Il s’agit justement d’esprit de l’époque. La recherche de l’émeraude va amener Luis, l’Inca, à rechercher l’esprit de son émeraude vendu par son frère jusqu’aux hauteurs et aux mystères du Machu Picchu.

 

Le mystère, nous y sommes en plein dans ce recueil. Le mystère de nous-mêmes, le mystère Algérie. D’une nouvelle à une autre, Nesrine nous déploie une Algérie changeante, contradictoire, heurtée, parfois harmonieuse. Comme pour notre parenté avec la nature, nul superflu, nul bavardage, nul jugement péremptoire sur une nature définitive de l’algérien ou sur un blocage de la société.  Bien au contraire.
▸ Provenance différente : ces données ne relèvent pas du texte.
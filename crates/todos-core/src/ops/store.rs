use todos_core_types::Sensitive;

use crate::errors::Result;
use crate::model::{ListId, Todo, TodoId, TodoList};

/// Persistence contract shared by the relational and session-memory backends
///
/// Every operation is scoped by `owner`; an owner can never observe or mutate
/// another owner's lists. Reads return owned snapshots. Lists and todos coming
/// out of [`all_lists`](TodoStore::all_lists) and
/// [`get_list`](TodoStore::get_list) are ordered by [`crate::ops::sort`].
pub trait TodoStore {
    /// Check a password against the stored credential of `username`
    ///
    /// Returns `Ok(false)` for unknown usernames and wrong passwords alike.
    ///
    /// # Errors
    ///
    /// `PasswordHash` if the stored credential is not a valid hash,
    /// `Persistence` if the credential could not be read.
    fn authenticate(&self, username: &str, password: &Sensitive<String>) -> Result<bool>;

    /// All lists of `owner`: not-done lists first, each partition by title
    ///
    /// # Errors
    ///
    /// `Persistence` on backend failure.
    fn all_lists(&self, owner: &str) -> Result<Vec<TodoList>>;

    /// Load a single list with its sorted todos
    ///
    /// # Errors
    ///
    /// `Persistence` on backend failure. A missing list is `Ok(None)`.
    fn get_list(&self, owner: &str, list_id: ListId) -> Result<Option<TodoList>>;

    /// Load a single todo
    ///
    /// # Errors
    ///
    /// `Persistence` on backend failure. A missing list or todo is `Ok(None)`.
    fn get_todo(&self, owner: &str, list_id: ListId, todo_id: TodoId) -> Result<Option<Todo>>;

    fn is_list_done(&self, list: &TodoList) -> bool {
        list.is_done()
    }

    fn has_undone_todos(&self, list: &TodoList) -> bool {
        list.has_undone_todos()
    }

    /// Whether `owner` already has a list titled `title`
    ///
    /// # Errors
    ///
    /// `Persistence` on backend failure.
    fn exists_list_title(&self, owner: &str, title: &str) -> Result<bool>;

    /// Create an empty list
    ///
    /// # Errors
    ///
    /// `DuplicateTitle` if the owner already has a list with this title.
    fn create_list(&mut self, owner: &str, title: &str) -> Result<ListId>;

    /// Rename a list; `Ok(false)` if the list does not exist
    ///
    /// # Errors
    ///
    /// `DuplicateTitle` if another list of the owner already has this title.
    fn rename_list(&mut self, owner: &str, list_id: ListId, title: &str) -> Result<bool>;

    /// Delete a list and its todos; `Ok(false)` if nothing was removed
    ///
    /// # Errors
    ///
    /// `Persistence` on backend failure.
    fn delete_list(&mut self, owner: &str, list_id: ListId) -> Result<bool>;

    /// Append a new undone todo to a list
    ///
    /// # Errors
    ///
    /// `ListNotFound` if the list does not exist for the owner.
    fn create_todo(&mut self, owner: &str, list_id: ListId, title: &str) -> Result<TodoId>;

    /// Delete a todo; `Ok(false)` if nothing was removed
    ///
    /// # Errors
    ///
    /// `Persistence` on backend failure.
    fn delete_todo(&mut self, owner: &str, list_id: ListId, todo_id: TodoId) -> Result<bool>;

    /// Set the done flag of a todo; `Ok(false)` if the todo does not exist
    ///
    /// # Errors
    ///
    /// `Persistence` on backend failure.
    fn set_todo_done(
        &mut self,
        owner: &str,
        list_id: ListId,
        todo_id: TodoId,
        done: bool,
    ) -> Result<bool>;

    /// Mark every todo of a list done, returning how many rows were touched
    ///
    /// # Errors
    ///
    /// `Persistence` on backend failure.
    fn mark_all_done(&mut self, owner: &str, list_id: ListId) -> Result<usize>;
}
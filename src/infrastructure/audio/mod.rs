pub mod wav_output;
#[cfg(feature = "device")]
pub mod device_output;

pub use wav_output::WavFileOutput;
#[cfg(feature = "device")]
pub use device_output::DeviceOutput;

use crate::domain::audio::PlaybackError;
use async_trait::async_trait;

/// Something that can play utterances: a sound card, a file, a test recorder.
///
/// Each utterance opens its own device and must close it when done or stopped.
#[async_trait]
pub trait AudioOutput: Send + Sync {
    async fn open(&self, sample_rate: u32, channels: u16) -> Result<Box<dyn AudioDevice>, PlaybackError>;
}

/// An open playback resource for one utterance.
#[async_trait]
pub trait AudioDevice: Send {
    /// Queue interleaved frames
    async fn write(&mut self, samples: &[f32]) -> Result<(), PlaybackError>;

    /// Wait until everything written has been played
    async fn drain(&mut self) -> Result<(), PlaybackError>;

    /// Release the underlying resource. Must be safe to call more than once.
    fn close(&mut self);
}
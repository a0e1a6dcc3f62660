use super::clock::{Clock, SystemClock};
use super::error::FetchError;
use super::key::CacheKeyBuilder;
use super::model::{CacheEntry, FetchRequest, FetchResponse};
use crate::infrastructure::http::HttpTransport;
use crate::infrastructure::repositories::CacheStore;
use std::sync::Arc;
use std::time::Duration;

/// Freshness window used when a request does not set `maxAge`
pub const DEFAULT_MAX_AGE: Duration = Duration::from_secs(3600);

/// Network fetch with a best-effort response cache in front of it.
///
/// Caching can make a call faster but never makes it fail: store and
/// serialization errors are logged and the request goes to the network.
/// Network errors pass through untouched.
pub struct CachedFetch {
    transport: Arc<dyn HttpTransport>,
    store: Arc<dyn CacheStore>,
    key_builder: CacheKeyBuilder,
    clock: Arc<dyn Clock>,
    default_max_age: Duration,
}

impl CachedFetch {
    pub fn new(transport: Arc<dyn HttpTransport>, store: Arc<dyn CacheStore>) -> Self {
        Self {
            transport,
            store,
            key_builder: CacheKeyBuilder::default(),
            clock: Arc::new(SystemClock),
            default_max_age: DEFAULT_MAX_AGE,
        }
    }

    pub fn with_key_builder(mut self, key_builder: CacheKeyBuilder) -> Self {
        self.key_builder = key_builder;
        self
    }

    pub fn with_clock(mut self, clock: Arc<dyn Clock>) -> Self {
        self.clock = clock;
        self
    }

    /// A zero default disables caching for requests that leave `maxAge` unset
    pub fn with_default_max_age(mut self, default_max_age: Duration) -> Self {
        self.default_max_age = default_max_age;
        self
    }

    pub async fn fetch(&self, request: &FetchRequest) -> Result<FetchResponse, FetchError> {
        if request.cache.skip_cache {
            tracing::debug!(url = %request.url, "Cache skipped by request");
            return self.transport.send(request).await;
        }

        let Some(max_age) = request.cache.max_age.resolve(self.default_max_age) else {
            tracing::debug!(url = %request.url, "Cache disabled for request");
            return self.transport.send(request).await;
        };

        let key = match self.key_builder.build(request) {
            Ok(key) => key,
            Err(e) => {
                tracing::warn!(
                    error = %e,
                    url = %request.url,
                    "Failed to build cache key, fetching without cache"
                );
                return self.transport.send(request).await;
            }
        };

        match self.store.get(&key).await {
            Ok(Some(entry)) if entry.is_fresh(self.clock.now(), max_age) => {
                tracing::debug!(
                    url = %request.url,
                    cached_at = %entry.timestamp,
                    payload_size = entry.payload.len(),
                    "Cache hit - returning cached response"
                );
                return Ok(entry.to_response());
            }
            Ok(Some(entry)) => {
                tracing::debug!(
                    url = %request.url,
                    cached_at = %entry.timestamp,
                    max_age_secs = max_age.as_secs(),
                    "Cache entry stale - refetching"
                );
            }
            Ok(None) => {
                tracing::debug!(url = %request.url, "Cache miss");
            }
            Err(e) => {
                tracing::warn!(
                    error = %e,
                    url = %request.url,
                    "Cache lookup failed, fetching without cache"
                );
                return self.transport.send(request).await;
            }
        }

        let response = self.transport.send(request).await?;

        // Only successful responses are captured; anything else is the caller's to interpret
        if response.is_success() {
            self.store_response(key, request, &response).await;
        }

        Ok(response)
    }

    async fn store_response(&self, key: String, request: &FetchRequest, response: &FetchResponse) {
        let entry = CacheEntry::capture(key, self.clock.now(), response);
        let payload_size = entry.payload.len();

        match self.store.put(entry).await {
            Ok(()) => {
                tracing::debug!(
                    url = %request.url,
                    payload_size = payload_size,
                    "Response cached"
                );
            }
            Err(e) => {
                // The response is already in hand; a failed write only costs a future miss
                tracing::warn!(
                    error = %e,
                    url = %request.url,
                    "Failed to store response in cache"
                );
            }
        }
    }
}
use super::cache_store::CacheStore;
use crate::domain::cache::{CacheEntry, CacheError};
use crate::infrastructure::db::{create_pool, DbPool};
use async_trait::async_trait;
use chrono::{DateTime, TimeZone, Utc};
use sqlx::FromRow;
use std::collections::HashMap;
use tokio::sync::OnceCell;

#[derive(Debug, FromRow)]
struct CacheRecord {
    cache_key: String,
    created_at_ms: i64,
    status: i64,
    payload: Vec<u8>,
    headers: String,
}

impl CacheRecord {
    fn into_entry(self) -> Result<CacheEntry, CacheError> {
        let timestamp: DateTime<Utc> = Utc
            .timestamp_millis_opt(self.created_at_ms)
            .single()
            .ok_or_else(|| {
                CacheError::Unavailable(format!("invalid timestamp {} for cached entry", self.created_at_ms))
            })?;
        let status = u16::try_from(self.status)
            .map_err(|_| CacheError::Unavailable(format!("invalid status {} for cached entry", self.status)))?;
        let response_metadata: HashMap<String, String> = serde_json::from_str(&self.headers)?;

        Ok(CacheEntry {
            key: self.cache_key,
            timestamp,
            status,
            payload: self.payload,
            response_metadata,
        })
    }
}

/// Structured-record cache store backed by SQLite.
///
/// The pool is opened, and the table created, on first use.
pub struct SqlCacheStore {
    database_url: String,
    pool: OnceCell<DbPool>,
}

impl SqlCacheStore {
    pub fn new(database_url: impl Into<String>) -> Self {
        Self {
            database_url: database_url.into(),
            pool: OnceCell::new(),
        }
    }

    async fn pool(&self) -> Result<&DbPool, CacheError> {
        self.pool
            .get_or_try_init(|| async {
                tracing::debug!(database_url = %self.database_url, "Opening response cache database");
                let pool = create_pool(&self.database_url).await?;
                Self::create_schema(&pool).await?;
                Ok::<_, CacheError>(pool)
            })
            .await
    }

    async fn create_schema(pool: &DbPool) -> Result<(), CacheError> {
        sqlx::query(
            r#"
            CREATE TABLE IF NOT EXISTS response_cache (
                cache_key TEXT PRIMARY KEY NOT NULL,
                created_at_ms INTEGER NOT NULL,
                status INTEGER NOT NULL,
                payload BLOB NOT NULL,
                headers TEXT NOT NULL
            )
            "#,
        )
        .execute(pool)
        .await?;

        Ok(())
    }
}

#[async_trait]
impl CacheStore for SqlCacheStore {
    async fn get(&self, key: &str) -> Result<Option<CacheEntry>, CacheError> {
        let pool = self.pool().await?;

        let record = sqlx::query_as::<_, CacheRecord>(
            r#"
            SELECT cache_key, created_at_ms, status, payload, headers
            FROM response_cache
            WHERE cache_key = ?1
            "#,
        )
        .bind(key)
        .fetch_optional(pool)
        .await?;

        record.map(CacheRecord::into_entry).transpose()
    }

    async fn put(&self, entry: CacheEntry) -> Result<(), CacheError> {
        let pool = self.pool().await?;
        let headers = serde_json::to_string(&entry.response_metadata)?;

        sqlx::query(
            r#"
            INSERT INTO response_cache (cache_key, created_at_ms, status, payload, headers)
            VALUES (?1, ?2, ?3, ?4, ?5)
            ON CONFLICT (cache_key)
            DO UPDATE SET
                created_at_ms = excluded.created_at_ms,
                status = excluded.status,
                payload = excluded.payload,
                headers = excluded.headers
            "#,
        )
        .bind(&entry.key)
        .bind(entry.timestamp.timestamp_millis())
        .bind(i64::from(entry.status))
        .bind(&entry.payload)
        .bind(headers)
        .execute(pool)
        .await?;

        Ok(())
    }
}
use std::sync::Arc;
use tracing_subscriber::{layer::SubscriberExt, util::SubscriberInitExt};
use tts_relay::domain::audio::{AudioNormalizer, PlaybackChain};
use tts_relay::domain::cache::{CacheKeyBuilder, CachedFetch};
use tts_relay::domain::tts::{SpeechRequest, TtsService, TtsServiceApi};
use tts_relay::error::{AppError, AppResult};
use tts_relay::infrastructure::audio::{AudioOutput, WavFileOutput};
use tts_relay::infrastructure::config::{AudioOutputKind, CacheBackend, Config, LogFormat};
use tts_relay::infrastructure::http::ReqwestTransport;
use tts_relay::infrastructure::repositories::{CacheStore, MemoryCacheStore, RemoteTtsRepository, SqlCacheStore};

#[tokio::main]
async fn main() {
    if let Err(e) = run().await {
        tracing::error!(error = %e, "tts-relay failed");
        eprintln!("error: {}", e);
        std::process::exit(e.exit_code());
    }
}

async fn run() -> AppResult<()> {
    // Load configuration
    let config = Config::from_env()?;

    // Initialize logging
    init_logging(&config);

    let text = std::env::args().skip(1).collect::<Vec<_>>().join(" ");
    if text.trim().is_empty() {
        return Err(AppError::BadRequest("usage: tts-relay <text to speak>".to_string()));
    }

    tracing::info!(
        api_url = %config.tts_api_url,
        model = %config.tts_model,
        voice = %config.tts_voice,
        cache_backend = ?config.cache_backend,
        normalize = config.normalize_audio,
        "Starting tts-relay"
    );

    // === DEPENDENCY INJECTION SETUP ===
    // 1. Response cache store (opened lazily on first use)
    let store: Arc<dyn CacheStore> = match config.cache_backend {
        CacheBackend::Memory => Arc::new(MemoryCacheStore::new(config.cache_max_capacity)),
        CacheBackend::Sqlite => Arc::new(SqlCacheStore::new(config.cache_database_url.clone())),
    };

    // 2. Cached fetch over the HTTP transport
    let transport = Arc::new(ReqwestTransport::new(config.http_timeout)?);
    let key_builder = if config.cache_hash_keys {
        CacheKeyBuilder::hashed()
    } else {
        CacheKeyBuilder::canonical()
    };
    let fetcher = Arc::new(
        CachedFetch::new(transport, store)
            .with_key_builder(key_builder)
            .with_default_max_age(config.cache_default_max_age),
    );

    // 3. Voice provider
    let tts_repo = Arc::new(RemoteTtsRepository::new(
        fetcher,
        config.tts_api_url.clone(),
        config.tts_api_key.clone(),
        config.tts_model.clone(),
        config.tts_voice.clone(),
    ));

    // 4. Audio pipeline and output
    let normalizer = AudioNormalizer::new(config.normalization)?;
    let chain = PlaybackChain::new(config.chain)?;
    let output = create_output(&config.audio_output)?;

    let tts_service = TtsService::new(tts_repo, output, normalizer, chain, config.normalize_audio);

    let playback = tts_service.prepare(&SpeechRequest::new(text)).await?;
    playback.set_on_start(|| tracing::info!("Utterance started"));
    playback.set_on_end(|| tracing::info!("Utterance finished"));
    let playback = tts_service.play(playback).await?;

    tokio::select! {
        result = playback.wait() => result?,
        _ = tokio::signal::ctrl_c() => {
            tracing::info!("Interrupted, stopping playback");
            tts_service.stop().await;
        }
    }

    Ok(())
}

fn create_output(kind: &AudioOutputKind) -> AppResult<Arc<dyn AudioOutput>> {
    match kind {
        AudioOutputKind::WavFile(path) => Ok(Arc::new(WavFileOutput::new(path.clone()))),
        #[cfg(feature = "device")]
        AudioOutputKind::Device => Ok(Arc::new(tts_relay::infrastructure::audio::DeviceOutput::new())),
        #[cfg(not(feature = "device"))]
        AudioOutputKind::Device => Err(AppError::Config(
            "AUDIO_OUTPUT=device requires building with the 'device' feature".to_string(),
        )),
    }
}

fn init_logging(config: &Config) {
    if config.log_format == LogFormat::Json {
        tracing_subscriber::registry()
            .with(
                tracing_subscriber::EnvFilter::try_from_default_env()
                    .unwrap_or_else(|_| "tts_relay=debug".into()),
            )
            .with(tracing_subscriber::fmt::layer().json())
            .init();
    } else {
        tracing_subscriber::registry()
            .with(
                tracing_subscriber::EnvFilter::try_from_default_env()
                    .unwrap_or_else(|_| "tts_relay=debug".into()),
            )
            .with(tracing_subscriber::fmt::layer().pretty())
            .init();
    }
}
Inès n’a pu échapper à la tribu que par sa parenté la plus proche, son oncle, elle a pu aimer un homme en dehors des circuits traditionnels. Et si dans « L’autobus Rouiba –Alger », un quidam conservateur et très « police des mœurs » sermonne un jeune homme en bermuda et fait capoter une histoire d’amour, dans « Hiziya » une classe moyenne, dans Bouchaoui, peut aller avec ses séductions vestimentaires, ses aires de liberté, de musique, et de danse. Contraste qui fait que même dans ce milieu dès que monte un air d’avant, un son de flûte ou de bendir, remontent les liens ancestraux, l’attachement à la terre, l’émotion de nos musiques, de nos danses, de nos complaintes et ce symbole, Hiziya, qui est notre histoire d’amour à tous et le lien caché entre nous, secret mais vivace.

 

 Nesrine nous donne à lire dans ce recueil, les cent visages d’une Algérie agitée de contradictions, agitée par sa propre marche avec  les questions qu’elle se pose sur elle-même et sur où elle va alors même que des tendances centrifuges la pousse surtout à oublier d’où elle vient.

 

Mohamed Bouhamidi.

 

 

 

http://bouhamidimohamed.over-blog.com/2017/08/la-baie-aux-jeunes-filles-roman-de-fatiha-nesrine.html

La prière de Shéhérazade – Fatiha Nesrine – Editions Casbah – Alger – octobre 2015 - 170 pages.